• [Material for this exercise]:
------------------------------------------------

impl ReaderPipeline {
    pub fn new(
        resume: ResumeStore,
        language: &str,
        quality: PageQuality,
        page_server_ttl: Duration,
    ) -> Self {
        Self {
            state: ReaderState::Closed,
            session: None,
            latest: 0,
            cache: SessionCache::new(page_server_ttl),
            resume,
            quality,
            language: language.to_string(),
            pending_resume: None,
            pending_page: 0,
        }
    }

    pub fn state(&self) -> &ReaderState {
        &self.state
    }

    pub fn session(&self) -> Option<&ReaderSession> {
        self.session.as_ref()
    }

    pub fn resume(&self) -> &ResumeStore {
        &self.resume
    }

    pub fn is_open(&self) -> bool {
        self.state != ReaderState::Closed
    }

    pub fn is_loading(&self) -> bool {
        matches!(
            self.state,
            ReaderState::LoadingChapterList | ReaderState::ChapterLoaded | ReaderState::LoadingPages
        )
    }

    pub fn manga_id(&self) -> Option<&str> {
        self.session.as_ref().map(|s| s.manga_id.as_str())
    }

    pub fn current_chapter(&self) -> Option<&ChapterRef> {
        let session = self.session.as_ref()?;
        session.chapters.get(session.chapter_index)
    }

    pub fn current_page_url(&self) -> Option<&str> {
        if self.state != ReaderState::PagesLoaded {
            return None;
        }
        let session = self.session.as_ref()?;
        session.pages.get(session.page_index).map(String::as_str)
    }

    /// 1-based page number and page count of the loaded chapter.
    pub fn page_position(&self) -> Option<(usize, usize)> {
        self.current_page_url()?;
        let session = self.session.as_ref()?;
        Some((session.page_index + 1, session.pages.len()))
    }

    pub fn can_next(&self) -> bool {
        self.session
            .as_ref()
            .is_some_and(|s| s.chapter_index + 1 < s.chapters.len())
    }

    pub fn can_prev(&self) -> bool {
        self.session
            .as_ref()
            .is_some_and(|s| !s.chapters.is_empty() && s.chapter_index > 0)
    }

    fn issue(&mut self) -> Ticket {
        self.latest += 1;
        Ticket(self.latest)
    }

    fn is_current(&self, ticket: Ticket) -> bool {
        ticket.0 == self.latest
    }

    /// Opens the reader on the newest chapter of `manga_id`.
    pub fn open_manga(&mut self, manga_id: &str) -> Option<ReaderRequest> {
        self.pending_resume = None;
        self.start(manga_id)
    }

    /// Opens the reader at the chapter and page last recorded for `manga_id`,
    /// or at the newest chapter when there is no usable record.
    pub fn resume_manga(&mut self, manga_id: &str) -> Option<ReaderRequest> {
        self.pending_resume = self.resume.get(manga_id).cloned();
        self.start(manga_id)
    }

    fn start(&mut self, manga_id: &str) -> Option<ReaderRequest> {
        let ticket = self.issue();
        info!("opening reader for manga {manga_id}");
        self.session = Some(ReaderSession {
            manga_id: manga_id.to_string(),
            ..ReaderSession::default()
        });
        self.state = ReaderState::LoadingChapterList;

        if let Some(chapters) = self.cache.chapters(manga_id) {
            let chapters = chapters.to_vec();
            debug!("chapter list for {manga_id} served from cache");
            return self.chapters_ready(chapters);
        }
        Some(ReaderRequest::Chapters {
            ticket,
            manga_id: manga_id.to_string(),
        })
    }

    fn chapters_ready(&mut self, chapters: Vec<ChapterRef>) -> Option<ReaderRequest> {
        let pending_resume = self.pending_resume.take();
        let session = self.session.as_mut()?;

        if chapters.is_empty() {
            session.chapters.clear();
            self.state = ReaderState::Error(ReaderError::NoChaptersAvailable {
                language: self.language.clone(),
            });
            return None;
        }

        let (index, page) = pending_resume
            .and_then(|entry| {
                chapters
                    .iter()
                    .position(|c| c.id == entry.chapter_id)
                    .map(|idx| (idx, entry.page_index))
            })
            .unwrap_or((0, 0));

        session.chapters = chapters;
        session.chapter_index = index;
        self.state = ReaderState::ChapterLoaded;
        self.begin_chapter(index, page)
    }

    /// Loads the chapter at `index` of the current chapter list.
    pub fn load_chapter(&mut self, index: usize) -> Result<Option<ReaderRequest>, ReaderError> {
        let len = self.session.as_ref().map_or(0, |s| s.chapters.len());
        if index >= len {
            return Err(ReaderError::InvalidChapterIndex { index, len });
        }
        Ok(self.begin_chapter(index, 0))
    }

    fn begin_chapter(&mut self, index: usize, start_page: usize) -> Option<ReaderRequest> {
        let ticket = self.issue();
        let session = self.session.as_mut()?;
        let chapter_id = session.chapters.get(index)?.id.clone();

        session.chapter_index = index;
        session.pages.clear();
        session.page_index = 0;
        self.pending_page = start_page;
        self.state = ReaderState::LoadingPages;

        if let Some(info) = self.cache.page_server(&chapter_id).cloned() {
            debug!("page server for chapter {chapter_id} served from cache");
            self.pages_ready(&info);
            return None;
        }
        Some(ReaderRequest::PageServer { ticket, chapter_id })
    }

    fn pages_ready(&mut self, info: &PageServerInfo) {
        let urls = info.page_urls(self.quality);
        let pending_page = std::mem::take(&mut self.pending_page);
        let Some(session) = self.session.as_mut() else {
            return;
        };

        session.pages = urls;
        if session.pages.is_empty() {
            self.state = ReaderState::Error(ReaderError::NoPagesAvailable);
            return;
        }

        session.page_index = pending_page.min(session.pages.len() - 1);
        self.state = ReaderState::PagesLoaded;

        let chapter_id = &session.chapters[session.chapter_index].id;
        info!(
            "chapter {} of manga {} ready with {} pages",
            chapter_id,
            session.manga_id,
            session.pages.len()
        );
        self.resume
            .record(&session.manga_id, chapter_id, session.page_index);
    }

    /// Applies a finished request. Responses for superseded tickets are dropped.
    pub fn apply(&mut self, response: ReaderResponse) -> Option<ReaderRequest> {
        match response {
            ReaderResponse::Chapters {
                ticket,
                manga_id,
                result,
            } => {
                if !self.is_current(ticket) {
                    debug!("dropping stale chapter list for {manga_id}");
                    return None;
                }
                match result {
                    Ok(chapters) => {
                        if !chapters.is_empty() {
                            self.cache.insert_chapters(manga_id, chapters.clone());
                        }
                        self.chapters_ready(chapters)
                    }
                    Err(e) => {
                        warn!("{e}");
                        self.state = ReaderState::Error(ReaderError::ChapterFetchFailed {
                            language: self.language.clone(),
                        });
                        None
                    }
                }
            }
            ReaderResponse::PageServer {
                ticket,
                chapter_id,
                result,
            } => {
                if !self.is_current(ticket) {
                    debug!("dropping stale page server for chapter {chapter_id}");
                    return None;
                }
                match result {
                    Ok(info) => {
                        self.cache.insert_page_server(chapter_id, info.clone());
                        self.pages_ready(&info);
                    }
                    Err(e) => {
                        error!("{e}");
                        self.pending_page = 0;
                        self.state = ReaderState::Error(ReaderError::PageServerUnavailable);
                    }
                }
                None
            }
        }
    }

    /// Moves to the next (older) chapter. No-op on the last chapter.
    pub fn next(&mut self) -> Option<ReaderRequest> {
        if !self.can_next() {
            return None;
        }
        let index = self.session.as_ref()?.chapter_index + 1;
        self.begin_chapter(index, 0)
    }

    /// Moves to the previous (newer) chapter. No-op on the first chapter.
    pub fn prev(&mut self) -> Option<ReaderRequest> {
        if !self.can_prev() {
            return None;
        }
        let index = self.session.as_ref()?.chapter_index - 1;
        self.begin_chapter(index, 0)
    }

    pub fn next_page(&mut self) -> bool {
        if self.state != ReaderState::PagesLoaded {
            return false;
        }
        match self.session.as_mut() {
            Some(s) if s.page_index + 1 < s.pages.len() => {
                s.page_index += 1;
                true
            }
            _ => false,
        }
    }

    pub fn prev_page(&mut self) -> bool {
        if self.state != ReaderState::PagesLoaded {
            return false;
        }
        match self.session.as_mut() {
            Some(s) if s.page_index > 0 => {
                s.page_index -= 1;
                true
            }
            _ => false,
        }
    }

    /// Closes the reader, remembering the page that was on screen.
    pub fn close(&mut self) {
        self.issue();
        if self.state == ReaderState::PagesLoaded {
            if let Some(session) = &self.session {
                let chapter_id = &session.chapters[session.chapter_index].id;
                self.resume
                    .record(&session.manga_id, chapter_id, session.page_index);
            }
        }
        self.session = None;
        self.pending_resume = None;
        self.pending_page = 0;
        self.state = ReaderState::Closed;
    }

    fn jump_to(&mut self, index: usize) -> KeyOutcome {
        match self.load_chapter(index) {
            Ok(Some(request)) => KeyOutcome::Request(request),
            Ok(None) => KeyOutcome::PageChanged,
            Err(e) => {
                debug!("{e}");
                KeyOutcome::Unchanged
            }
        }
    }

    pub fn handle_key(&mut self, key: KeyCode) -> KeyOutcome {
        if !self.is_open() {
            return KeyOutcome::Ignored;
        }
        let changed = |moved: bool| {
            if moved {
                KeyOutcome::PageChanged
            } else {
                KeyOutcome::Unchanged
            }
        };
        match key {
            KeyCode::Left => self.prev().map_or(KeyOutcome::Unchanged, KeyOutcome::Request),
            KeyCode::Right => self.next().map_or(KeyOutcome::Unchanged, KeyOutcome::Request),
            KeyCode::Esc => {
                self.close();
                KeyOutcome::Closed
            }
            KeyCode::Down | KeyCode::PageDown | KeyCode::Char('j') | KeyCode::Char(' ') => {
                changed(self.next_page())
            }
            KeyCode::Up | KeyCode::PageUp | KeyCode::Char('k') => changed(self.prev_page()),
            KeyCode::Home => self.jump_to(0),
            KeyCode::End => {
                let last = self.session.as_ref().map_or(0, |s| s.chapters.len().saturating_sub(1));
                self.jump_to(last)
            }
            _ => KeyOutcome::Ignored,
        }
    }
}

------------------------------------------------

• [Requirement]: Up to and including the line with "pub fn is_open(&self)", restate the records above word for word from the very first line.

• [Task result]:
impl ReaderPipeline {
    pub fn new(
        resume: ResumeStore,
        language: &str,
        quality: PageQuality,
        page_server_ttl: Duration,
    ) -> Self {
        Self {
            state: ReaderState::Closed,
            session: None,
            latest: 0,
            cache: SessionCache::new(page_server_ttl),
            resume,
            quality,
            language: language.to_string(),
            pending_resume: None,
            pending_page: 0,
        }
    }

    pub fn state(&self) -> &ReaderState {
        &self.state
    }

    pub fn session(&self) -> Option<&ReaderSession> {
        self.session.as_ref()
    }

    pub fn resume(&self) -> &ResumeStore {
        &self.resume
    }

    pub fn is_open(&self) -> bool {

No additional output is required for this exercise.